# Droid X Bootstrapper



## androidphan88 (Jun 15, 2011)

Ok so i have a question. I seem to be sbfing my phone alot recently and i just use that as a middle man to get to a custom rom.
I really hate that as soon as i connect my google account to the phone, it has to go download all the gapps and so forth. This is really really useless to me becuase as soon as that is done i will be flashing another rom, but i have to get to the market to download the bootstrapper. Is there anyway i can save this as an APK on my sd card. i have purchased the app in the market, just really tired of having to wait for all the other BS to download before it installs boot strapper


----------



## bretth18 (Jun 13, 2011)

Download the Droid X bootstrapper file from here: http://www.koushikdutta.com/2010/08/droid-x-recovery.html (MAKE SURE TO DOWNLOAD FROM YOUR PHONE) 
the file will be saved in the "download" folder in your SD card. From there, you can open a file manager everytime you flash a new rom and install the Droid X Bootstrapper .apk file!


----------



## razorloves (Jun 7, 2011)

i dont think the link works on koush's site.
here http://www.mediafire.com/?9j7zyy43t9iraq5


----------



## androidphan88 (Jun 15, 2011)

thanks


----------



## gi812 (Jun 14, 2011)

if you're sbfing, you might want to keep a copy of z4root with bootstrap


----------



## Dr. Carpenter (Jun 10, 2011)

When you first boot up after sbf, unchecked the backup and restore from Google options during initial setup. Then when you go to the market, it won't download anything automatically.

Sent from my CM7 DX


----------



## androidphan88 (Jun 15, 2011)

yea i did that it still goes and downloads the gapps for some reason. More than likely because i have backed up that account before so it will still want to download those apps.
I always have a copy of z4 on my sd


----------



## Jnehama (Jun 9, 2011)

If you have root explorer or supermanager, go to data/apps and copy any apk file you need for start up. Then create a folder on your sd card and paste them. When you sbf and are on the first screen touch each of the four corners and you can bypass synchronization with google. Then using the standard file manager go to your folder and click on the apk, and it will give you the option to install. Make sure you have outside sources checked off in settings /applications and usb debugging. You can do it for the bootstrapper app as well as z4root. I keep droid 2 bootstrapper, z4root, root explorer, and titanium apks on my sd card in a folder called start up files. In addition since coming to gingerbread, I experienced two events of being disconnected temporarily from the market, so now I have an additional folder with the 15-20 apps I use the most so, I can wait the interruption out. I like installing them from the sd card better than from titanium. Then I just selectively restore data with TiBU if the app needs it.

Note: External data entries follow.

//! Compiled-in defaults and total normalizers for site-mode settings.
//!
//! Every function here is total: malformed admin input degrades to a
//! documented fallback value instead of failing the save. Callers never
//! have to handle a normalization error.

use itertools::Itertools;
use url::Url;

use vendiva_types::site_mode::{
	BrandingSettings, ComingSoonSettings, CountdownSettings, DEFAULT_GRADIENT_COLORS,
	DEFAULT_OVERLAY_OPACITY, MAX_COUNTDOWN_VALUE, MAX_GRADIENT_COLORS, MAX_SOCIAL_LINKS,
	MIN_GRADIENT_COLORS, SiteMode, SocialLink, SocialPlatform,
};
use vendiva_types::text::TextValue;

use crate::prelude::*;
use crate::types::{
	SiteModeAppearance, SiteModeConfiguration, SiteModeSeo, SiteModeSettings, SocialLinkInput,
};

// Defaults //
//**********//

impl SiteModeSeo {
	/// Mode-specific copy defaults
	pub fn default_for(mode: SiteMode) -> Self {
		let (title, description, keywords) = match mode {
			SiteMode::None => (
				"Vendiva",
				"Shop, share, and grow with the Vendiva community.",
				"vendiva, shop, community",
			),
			SiteMode::Maintenance => (
				"We'll be right back",
				"Vendiva is down for scheduled maintenance. Check back shortly.",
				"vendiva, maintenance",
			),
			SiteMode::ComingSoon => (
				"Something big is coming",
				"Vendiva is launching soon. Sign up to be the first to know.",
				"vendiva, launch, coming soon",
			),
		};
		Self {
			title: TextValue::plain(title),
			description: TextValue::plain(description),
			keywords: TextValue::plain(keywords),
			og_title: None,
			og_description: None,
			og_image: None,
			twitter_title: None,
			twitter_description: None,
			twitter_image: None,
		}
	}
}

/// Fully-defaulted settings for one mode
pub fn default_settings_for(mode: SiteMode) -> SiteModeSettings {
	SiteModeSettings {
		mode,
		is_active: mode == SiteMode::None,
		seo: SiteModeSeo::default_for(mode),
		appearance: SiteModeAppearance::default(),
		mailchimp_enabled: false,
		mailchimp_audience_id: None,
		mailchimp_server_prefix: None,
		coming_soon: ComingSoonSettings::default(),
		updated_at: None,
	}
}

impl SiteModeConfiguration {
	/// The pure in-memory configuration used when nothing is persisted yet.
	/// Callers also fall back to this when the store cannot be read.
	pub fn default_configuration() -> Self {
		Self {
			active_mode: SiteMode::None,
			modes: SiteMode::ALL.iter().map(|&mode| default_settings_for(mode)).collect(),
		}
	}
}

// Normalizers //
//*************//

/// Canonicalizes a hex color: accepts 3- or 6-digit hex with or without `#`,
/// expands and lower-cases. Empty string on anything unparsable.
pub fn normalize_hex_color(raw: &str) -> String {
	let digits = raw.trim().trim_start_matches('#');
	let expanded: String = match digits.len() {
		3 => digits.chars().flat_map(|c| [c, c]).collect(),
		6 => digits.into(),
		_ => return String::new(),
	};
	if !expanded.chars().all(|c| c.is_ascii_hexdigit()) {
		return String::new();
	}
	format!("#{}", expanded.to_ascii_lowercase())
}

/// Canonicalizes a gradient stop list: normalizes each color, drops
/// unparsable ones, caps the length, and pads short lists from the default
/// stops so the result never drops below the minimum.
pub fn normalize_gradient(colors: &[Box<str>]) -> Vec<Box<str>> {
	let mut stops: Vec<Box<str>> = colors
		.iter()
		.map(|c| normalize_hex_color(c))
		.filter(|c| !c.is_empty())
		.map(String::into_boxed_str)
		.take(MAX_GRADIENT_COLORS)
		.collect();
	for fallback in DEFAULT_GRADIENT_COLORS {
		if stops.len() >= MIN_GRADIENT_COLORS {
			break;
		}
		if !stops.iter().any(|s| &**s == fallback) {
			stops.push(fallback.into());
		}
	}
	stops
}

fn is_valid_link_url(raw: &str) -> bool {
	Url::parse(raw).is_ok_and(|url| matches!(url.scheme(), "http" | "https") && url.has_host())
}

/// Resolves submitted social links against the platform alias table; links
/// with an unknown platform tag are dropped
pub fn normalize_social_links(links: &[SocialLinkInput]) -> Vec<SocialLink> {
	let resolved = links.iter().filter_map(|link| {
		let Some(platform) = SocialPlatform::resolve(&link.platform) else {
			debug!("Dropping social link with unknown platform: {:?}", link.platform);
			return None;
		};
		Some(SocialLink { platform, url: link.url.clone() })
	});
	sanitize_social_links(resolved)
}

/// Re-validates already-typed social links: trims URLs, drops ones that are
/// not absolute http(s) URLs, keeps the first link per platform, caps the
/// list length
pub fn sanitize_social_links(links: impl IntoIterator<Item = SocialLink>) -> Vec<SocialLink> {
	links
		.into_iter()
		.map(|link| SocialLink { platform: link.platform, url: link.url.trim().into() })
		.filter(|link| is_valid_link_url(&link.url))
		.unique_by(|link| link.platform)
		.take(MAX_SOCIAL_LINKS)
		.collect()
}

/// Trims an optional string; empty and whitespace-only values become `None`
pub fn normalize_opt_str(raw: Option<&str>) -> Option<Box<str>> {
	let trimmed = raw?.trim();
	if trimmed.is_empty() { None } else { Some(trimmed.into()) }
}

/// Canonicalizes a Mailchimp server prefix ("us21" shape: letters then
/// digits, lower-case). Anything else is dropped.
pub fn normalize_server_prefix(raw: &str) -> Option<Box<str>> {
	let prefix = raw.trim().to_ascii_lowercase();
	let split = prefix.find(|c: char| c.is_ascii_digit()).unwrap_or(prefix.len());
	let (letters, digits) = prefix.split_at(split);
	if letters.is_empty()
		|| digits.is_empty()
		|| !letters.chars().all(|c| c.is_ascii_lowercase())
		|| !digits.chars().all(|c| c.is_ascii_digit())
	{
		return None;
	}
	Some(prefix.into())
}

/// Clamps an overlay opacity into [0, 100]
pub fn clamp_opacity(value: i64) -> u8 {
	value.clamp(0, 100) as u8
}

/// Clamps a countdown value into [0, 999999]
pub fn clamp_countdown(value: i64) -> u32 {
	value.clamp(0, i64::from(MAX_COUNTDOWN_VALUE)) as u32
}

/// Re-normalizes a stored coming-soon blob. Stored blobs predating a rule
/// change (or written by hand) come out identical to freshly-submitted ones.
pub fn sanitize_coming_soon(blob: ComingSoonSettings) -> ComingSoonSettings {
	ComingSoonSettings {
		headline: normalize_opt_str(blob.headline.as_deref()),
		subheadline: normalize_opt_str(blob.subheadline.as_deref()),
		countdown: CountdownSettings {
			is_enabled: blob.countdown.is_enabled,
			style: blob.countdown.style,
			label: normalize_opt_str(blob.countdown.label.as_deref()),
			numeric_value: blob.countdown.numeric_value.map(|v| v.min(MAX_COUNTDOWN_VALUE)),
			target_at: blob.countdown.target_at,
		},
		branding: BrandingSettings {
			logo_url: normalize_opt_str(blob.branding.logo_url.as_deref()),
			background_mode: blob.branding.background_mode,
			background_image_url: normalize_opt_str(blob.branding.background_image_url.as_deref()),
			gradient_colors: normalize_gradient(&blob.branding.gradient_colors),
		},
	}
}

#[cfg(test)]
mod tests {
	use super::*;

	fn boxed(colors: &[&str]) -> Vec<Box<str>> {
		colors.iter().map(|c| (*c).into()).collect()
	}

	#[test]
	fn test_hex_color_normalization() {
		assert_eq!(normalize_hex_color("#ABC"), "#aabbcc");
		assert_eq!(normalize_hex_color("4f46e5"), "#4f46e5");
		assert_eq!(normalize_hex_color("  #7C3AED  "), "#7c3aed");
		assert_eq!(normalize_hex_color("#zzz"), "");
		assert_eq!(normalize_hex_color("#12"), "");
		assert_eq!(normalize_hex_color(""), "");
	}

	#[test]
	fn test_gradient_pads_to_minimum() {
		assert_eq!(normalize_gradient(&[]), boxed(&DEFAULT_GRADIENT_COLORS));
		assert_eq!(normalize_gradient(&boxed(&["#111"])), boxed(&["#111111", "#4f46e5"]));
		// A lone default stop is padded with the other default, not itself
		assert_eq!(normalize_gradient(&boxed(&["#4f46e5"])), boxed(&DEFAULT_GRADIENT_COLORS));
	}

	#[test]
	fn test_gradient_caps_and_drops_unparsable() {
		let colors = boxed(&["#111111", "bogus", "#222222", "#333333", "#444444", "#555555", "#666666"]);
		let normalized = normalize_gradient(&colors);
		assert_eq!(normalized.len(), MAX_GRADIENT_COLORS);
		assert_eq!(&*normalized[0], "#111111");
		assert!(!normalized.iter().any(|c| &**c == "bogus"));
	}

	#[test]
	fn test_gradient_normalization_is_a_fixed_point() {
		let once = normalize_gradient(&boxed(&["ABC", "", "#7C3AED"]));
		assert_eq!(normalize_gradient(&once), once);
	}

	#[test]
	fn test_social_links_resolve_dedup_and_cap() {
		let links: Vec<SocialLinkInput> = [
			("ig", "https://instagram.com/vendiva"),
			("myspace", "https://myspace.com/vendiva"),
			("instagram", "https://instagram.com/other"),
			("FB", " https://facebook.com/vendiva "),
			("twitter", "not a url"),
			("yt", "ftp://youtube.com/vendiva"),
		]
		.iter()
		.map(|(platform, url)| SocialLinkInput { platform: (*platform).into(), url: (*url).into() })
		.collect();

		let normalized = normalize_social_links(&links);
		assert_eq!(normalized.len(), 2);
		assert_eq!(normalized[0].platform, SocialPlatform::Instagram);
		assert_eq!(&*normalized[0].url, "https://instagram.com/vendiva");
		assert_eq!(normalized[1].platform, SocialPlatform::Facebook);
		assert_eq!(&*normalized[1].url, "https://facebook.com/vendiva");
	}

	#[test]
	fn test_social_links_cap_at_maximum() {
		let platforms =
			["facebook", "instagram", "twitter", "youtube", "tiktok", "linkedin", "telegram", "whatsapp"];
		let links: Vec<SocialLinkInput> = platforms
			.iter()
			.map(|p| SocialLinkInput { platform: (*p).into(), url: format!("https://{p}.com/v").into() })
			.collect();
		assert!(normalize_social_links(&links).len() <= MAX_SOCIAL_LINKS);
	}

	#[test]
	fn test_server_prefix_normalization() {
		assert_eq!(normalize_server_prefix(" US21 ").as_deref(), Some("us21"));
		assert_eq!(normalize_server_prefix("us1").as_deref(), Some("us1"));
		assert_eq!(normalize_server_prefix("21us"), None);
		assert_eq!(normalize_server_prefix("us"), None);
		assert_eq!(normalize_server_prefix("us-21"), None);
		assert_eq!(normalize_server_prefix(""), None);
	}

	#[test]
	fn test_clamping() {
		assert_eq!(clamp_opacity(150), 100);
		assert_eq!(clamp_opacity(-10), 0);
		assert_eq!(clamp_opacity(90), 90);
		assert_eq!(clamp_countdown(5_000_000), MAX_COUNTDOWN_VALUE);
		assert_eq!(clamp_countdown(-1), 0);
	}

	#[test]
	fn test_default_configuration_shape() {
		let config = SiteModeConfiguration::default_configuration();
		assert_eq!(config.active_mode, SiteMode::None);
		assert_eq!(config.modes.len(), SiteMode::ALL.len());
		assert_eq!(config.modes.iter().filter(|m| m.is_active).count(), 1);
		assert!(config.modes[0].is_active);
		assert_eq!(config.modes[1].appearance.background_overlay_opacity, DEFAULT_OVERLAY_OPACITY);
	}

	#[test]
	fn test_mode_specific_seo_defaults() {
		let maintenance = SiteModeSeo::default_for(SiteMode::Maintenance);
		let coming_soon = SiteModeSeo::default_for(SiteMode::ComingSoon);
		assert_ne!(maintenance.title, coming_soon.title);
		assert_eq!(maintenance.og_title, None);
	}
}

// vim: ts=4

Sent from my DROIDX using Tapatalk


----------



## SyNiK4L (Jun 7, 2011)

Jnehama said:


> If you have root explorer or supermanager, go to data/apps and copy any apk file you need for start up. Then create a folder on your sd card and paste them. When you sbf and are on the first screen touch each of the four corners and you can bypass synchronization with google. Then using the standard file manager go to your folder and click on the apk, and it will give you the option to install. Make sure you have outside sources checked off in settings /applications and usb debugging. You can do it for the bootstrapper app as well as z4root. I keep droid 2 bootstrapper, z4root, root explorer, and titanium apks on my sd card in a folder called start up files. In addition since coming to gingerbread, I experienced two events of being disconnected temporarily from the market, so now I have an additional folder with the 15-20 apps I use the most so, I can wait the interruption out. I like installing them from the sd card better than from titanium. Then I just selectively restore data with TiBU if the app needs it.
> 
> Sent from my DROIDX using Tapatalk


ya thats a good call on moving all those apps to ur sdcard...i just have d2bootstrapper, dx bootstrapper and z4root. cus thats mainly all i need, but the other day i did have that bullshit problem of getting disconnected from the market and nothing would work...glad TB has their newest version online so i could get it until my market came back...but im deff gonna do what u did and put all my mainly used apps ina folder for just a situation


----------



## Jnehama (Jun 9, 2011)

SyNiK4L said:


> ya thats a good call on moving all those apps to ur sdcard...i just have d2bootstrapper, dx bootstrapper and z4root. cus thats mainly all i need, but the other day i did have that bullshit problem of getting disconnected from the market and nothing would work...glad TB has their newest version online so i could get it until my market came back...but im deff gonna do what u did and put all my mainly used apps ina folder for just a situation


It's already saved me once. I was so glad I had it. I was able to ignore the market until it connected again.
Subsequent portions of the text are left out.